Horning at the University of Wisconsin. Icebreakers Start each meeting with an icebreaker. This will assist you in getting to know other group members, and help them to feel more comfortable. Chose an icebreaker that relates to the book you are reading that month.
Business Once your group is established, you will find you have more and more business items to talk about. You may start gathering particular books for members whose reading tastes you have grown to know.
Special events may be coming up at the library that you want to make known. And you want to allow time to make fair decisions on issues that affect the whole group. Make sure to leave time for business. It makes for a richer book group.
Book Discussion Hopefully this section will take up the largest portion of your time. Using the general questions listed below and discussion guide questionsyou should have no problem leading a minute discussion. General questions that can be used for any book What did you enjoy about this book?
What have you read that is similar to this book? What are some of the major themes of this book? What do you think the author was trying to accomplish with this novel?
Who was your favorite character? Think about one of the minor characters in the story. Is the setting of the story important to the book? Are you satisfied with the ending? Why or why not?
Have you ever experienced anything similar to the action of this novel?Many books suitable for book clubs have reading guides - and a reading guide can be a good indicator of the book's suitability for discussion (i.e.

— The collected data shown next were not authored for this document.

use crate::{Category, Error, Totals, Year};
use serde::Serialize;
use std::collections::BTreeMap;
use tracing::{debug, warn};

/// Raw totals are divided by this to get kilotonnes.
pub const TONNES_PER_KILOTONNE: f64 = 1000.0;

/// A multiplier undoing a known anomaly of the base year, e.g. reduced
/// traffic during the pandemic.
#[derive(Debug, Clone, PartialEq)]
pub struct Correction {
    pub name: String,
    pub factor: f64,
    pub categories: Vec<Category>,
}

impl From<&config::Correction> for Correction {
    fn from(correction: &config::Correction) -> Self {
        Self {
            name: correction.name.clone(),
            factor: correction.factor,
            categories: correction
                .categories
                .iter()
                .map(|c| Category::new(c.as_str()))
                .collect(),
        }
    }
}

/// Category totals in kilotonnes, indexed by year.
#[derive(Debug, Clone, Default, PartialEq, Serialize)]
pub struct TrendTable {
    rows: BTreeMap<Year, BTreeMap<Category, f64>>,
}

impl TrendTable {
    /// Build the table from per-year totals. `__total__` is not a column.
    pub fn from_totals<'a>(totals: impl IntoIterator<Item = &'a Totals>) -> Self {
        let rows = totals
            .into_iter()
            .map(|t| {
                let row = t
                    .entries()
                    .iter()
                    .map(|(c, v)| (c.clone(), v / TONNES_PER_KILOTONNE))
                    .collect();
                (t.year, row)
            })
            .collect();
        Self { rows }
    }

    pub fn get(&self, year: Year, category: &str) -> Option<f64> {
        self.rows.get(&year)?.get(category).copied()
    }

    pub fn row(&self, year: Year) -> Option<&BTreeMap<Category, f64>> {
        self.rows.get(&year)
    }
}

/// Result of a trend extrapolation.
#[derive(Debug, Clone, PartialEq, Serialize)]
pub struct Extrapolation {
    pub prior_year: Year,
    pub base_year: Year,
    pub target_year: Year,

    /// Input rows (base year corrected) plus the projected target row.
    pub table: TrendTable,

    /// Per-category factor turning base-year emissions into target-year ones.
    pub ratios: BTreeMap<Category, f64>,
}

/// Two-point linear trend from a prior year through a base year.
#[derive(Debug, Clone)]
pub struct LinearTrend {
    prior_year: Year,
    base_year: Year,
    target_year: Year,
    corrections: Vec<Correction>,
}

impl LinearTrend {
    pub fn new(
        prior_year: Year,
        base_year: Year,
        target_year: Year,
        corrections: Vec<Correction>,
    ) -> Result<Self, Error> {
        if prior_year >= base_year {
            return Err(Error::InvalidYears {
                prior: prior_year,
                base: base_year,
            });
        }
        Ok(Self {
            prior_year,
            base_year,
            target_year,
            corrections,
        })
    }

    /// Project `target_year` and derive the scaling ratios.
    pub fn extrapolate(&self, mut table: TrendTable) -> Result<Extrapolation, Error> {
        let (prior, base, target) = (self.prior_year, self.base_year, self.target_year);

        // Remove the anomaly from the base year before fitting.
        {
            let base_row = table.rows.get_mut(&base).ok_or(Error::MissingYear(base))?;
            for correction in &self.corrections {
                for category in &correction.categories {
                    let value =
                        base_row
                            .get_mut(category)
                            .ok_or_else(|| Error::UnknownCategory {
                                correction: correction.name.clone(),
                                category: category.clone(),
                            })?;
                    *value *= correction.factor;
                }
            }
        }

        let base_row = table.row(base).ok_or(Error::MissingYear(base))?;
        let prior_row = table.row(prior).ok_or(Error::MissingYear(prior))?;

        let mut projected = BTreeMap::new();
        for (category, &base_value) in base_row {
            let value = match prior_row.get(category) {
                Some(&prior_value) => {
                    base_value
                        + (base_value - prior_value) / (f64::from(base) - f64::from(prior))
                            * (f64::from(target) - f64::from(base))
                }
                None => {
                    debug!(%category, prior, "no history, keeping base value");
                    base_value
                }
            };
            let value = if value < 0.0 {
                warn!(%category, value, "negative projection clipped to zero");
                0.0
            } else {
                value
            };
            projected.insert(category.clone(), value);
        }

        for category in prior_row.keys().filter(|c| !base_row.contains_key(*c)) {
            debug!(%category, base, "category absent in base year, not projected");
        }

        let mut ratios = BTreeMap::new();
        for (category, &future) in &projected {
            let base_value = base_row[category];
            let ratio = if base_value == 0.0 && future == 0.0 {
                1.0
            } else {
                future / base_value
            };
            if !ratio.is_finite() {
                return Err(Error::NonFiniteRatio(category.clone()));
            }
            ratios.insert(category.clone(), ratio);
        }

        // The target year is not an anomaly year, so the correction removed
        // from the base year is restored in the ratios.
        for correction in &self.corrections {
            for category in &correction.categories {
                if let Some(ratio) = ratios.get_mut(category) {
                    *ratio *= correction.factor;
                }
            }
        }

        debug!(
            prior,
            base,
            target,
            categories = projected.len(),
            "extrapolated trend"
        );
        table.rows.insert(target, projected);

        Ok(Extrapolation {
            prior_year: prior,
            base_year: base,
            target_year: target,
            table,
            ratios,
        })
    }
}

#[cfg(test)]
mod tests {
    use super::*;
    use crate::Pollutant;
    use proptest::prelude::*;

    fn totals(year: Year, entries: &[(&str, f64)]) -> Totals {
        Totals::new(
            year,
            Pollutant::from("CO2"),
            entries.iter().map(|(c, v)| (Category::from(*c), *v)).collect(),
        )
    }

    fn table(prior: &[(&str, f64)], base: &[(&str, f64)]) -> TrendTable {
        TrendTable::from_totals(&[totals(2015, prior), totals(2020, base)])
    }

    fn close(a: f64, b: f64) -> bool {
        (a - b).abs() < 1e-9
    }

    #[test]
    fn extrapolates_linearly() {
        let trend = LinearTrend::new(2015, 2020, 2022, Vec::new()).unwrap();
        let result = trend
            .extrapolate(table(&[("cars", 100_000.0)], &[("cars", 120_000.0)]))
            .unwrap();

        assert!(close(result.table.get(2022, "cars").unwrap(), 128.0));
        assert!(close(result.ratios["cars"], 128.0 / 120.0));
    }

    #[test]
    fn year_span_wider_than_i32() {
        let trend = LinearTrend::new(i32::MIN, 0, i32::MAX, Vec::new()).unwrap();
        let table = TrendTable::from_totals(&[
            totals(i32::MIN, &[("cars", 100_000.0)]),
            totals(0, &[("cars", 120_000.0)]),
        ]);
        let result = trend.extrapolate(table).unwrap();

        let projected = result.table.get(i32::MAX, "cars").unwrap();
        assert!((projected - 140.0).abs() < 1e-6);
    }

    #[test]
    fn clips_negative_projection_to_zero() {
        let trend = LinearTrend::new(2015, 2020, 2030, Vec::new()).unwrap();
        let result = trend
            .extrapolate(table(&[("oil", 50_000.0)], &[("oil", 10_000.0)]))
            .unwrap();

        assert_eq!(result.table.get(2030, "oil"), Some(0.0));
        assert_eq!(result.ratios["oil"], 0.0);
    }

    #[test]
    fn falls_back_to_base_without_history() {
        let trend = LinearTrend::new(2015, 2020, 2022, Vec::new()).unwrap();
        let result = trend
            .extrapolate(table(&[("cars", 1.0)], &[("cars", 1.0), ("e_bikes", 4_000.0)]))
            .unwrap();

        assert_eq!(result.table.get(2022, "e_bikes"), Some(4.0));
        assert_eq!(result.ratios["e_bikes"], 1.0);
    }

    #[test]
    fn skips_categories_dropped_in_base_year() {
        let trend = LinearTrend::new(2015, 2020, 2022, Vec::new()).unwrap();
        let result = trend
            .extrapolate(table(&[("coal", 5_000.0), ("gas", 1.0)], &[("gas", 1.0)]))
            .unwrap();

        assert_eq!(result.table.get(2022, "coal"), None);
        assert!(!result.ratios.contains_key("coal"));
    }

    #[test]
    fn zero_baseline_keeps_unit_ratio() {
        let trend = LinearTrend::new(2015, 2020, 2022, Vec::new()).unwrap();
        let result = trend
            .extrapolate(table(&[("x", 3_000.0)], &[("x", 0.0)]))
            .unwrap();
        assert_eq!(result.ratios["x"], 1.0);
    }

    #[test]
    fn correction_is_undone_then_restored() {
        let civil = Correction {
            name: "civil".into(),
            factor: 1.1,
            categories: vec!["cars".into()],
        };
        let trend = LinearTrend::new(2015, 2020, 2022, vec![civil]).unwrap();
        let result = trend
            .extrapolate(table(
                &[("cars", 100_000.0), ("ships", 10_000.0)],
                &[("cars", 90_000.0), ("ships", 10_000.0)],
            ))
            .unwrap();

        // 90 kt corrected to 99 kt, then 99 + (99 - 100) / 5 * 2
        assert!(close(result.table.get(2020, "cars").unwrap(), 99.0));
        assert!(close(result.table.get(2022, "cars").unwrap(), 98.6));
        // scaling the uncorrected 90 kt lands on the projection
        assert!(close(90.0 * result.ratios["cars"], 98.6));
        assert_eq!(result.ratios["ships"], 1.0);
    }

    #[test]
    fn correction_of_unknown_category_fails() {
        let bogus = Correction {
            name: "heavy".into(),
            factor: 1.05,
            categories: vec!["zeppelins".into()],
        };
        let trend = LinearTrend::new(2015, 2020, 2022, vec![bogus]).unwrap();
        let err = trend
            .extrapolate(table(&[("cars", 1.0)], &[("cars", 1.0)]))
            .unwrap_err();
        assert!(matches!(err, Error::UnknownCategory { category, .. } if category.as_str() == "zeppelins"));
    }

    #[test]
    fn missing_year_and_bad_order_fail() {
        assert!(matches!(
            LinearTrend::new(2020, 2015, 2022, Vec::new()),
            Err(Error::InvalidYears { .. })
        ));

        let trend = LinearTrend::new(2010, 2020, 2022, Vec::new()).unwrap();
        assert!(matches!(
            trend.extrapolate(table(&[("a", 1.0)], &[("a", 1.0)])),
            Err(Error::MissingYear(2010))
        ));
    }

    proptest! {
        #[test]
        fn projections_are_never_negative(
            prior in 0.0f64..1e6,
            base in 1.0f64..1e6,
            target in 2021i32..2060,
        ) {
            let trend = LinearTrend::new(2015, 2020, target, Vec::new()).unwrap();
            let result = trend.extrapolate(table(&[("a", prior)], &[("a", base)])).unwrap();
            let projected = result.table.get(target, "a").unwrap();
            prop_assert!(projected >= 0.0);
            prop_assert!(result.ratios["a"].is_finite());
        }
    }
}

the publisher has invested the time and money in creating a guide). A book that sparkles is fun to read, breaks new ground, communicates in memorable ways, uses images effectively, is accessible to a broad audience, and influences a significant readership to change their assumptions, beliefs, or ways of thinking.
Book Report Sample Questions & Rubric. a great book report will guide students towards developing internal reading strategies. use these sample book report questions and rubric to design. Apr 24, · A site dedicated to book lovers providing a forum to discover and share commentary about the books and authors they enjoy.
Author interviews, book reviews and lively book commentary are found here.
Content includes books from bestselling, midlist and debut authors. Many books suitable for book clubs have reading guides - and a reading guide can be a good indicator of the book's suitability for discussion (i.e.
the publisher has . Sep 08, · Below are deeper questions for specific genres, but first some examples of genres: fiction, history, historical fiction, poetry, science, science fiction, travel, memoir, biography, and literature, which can include nonfiction as well as fiction.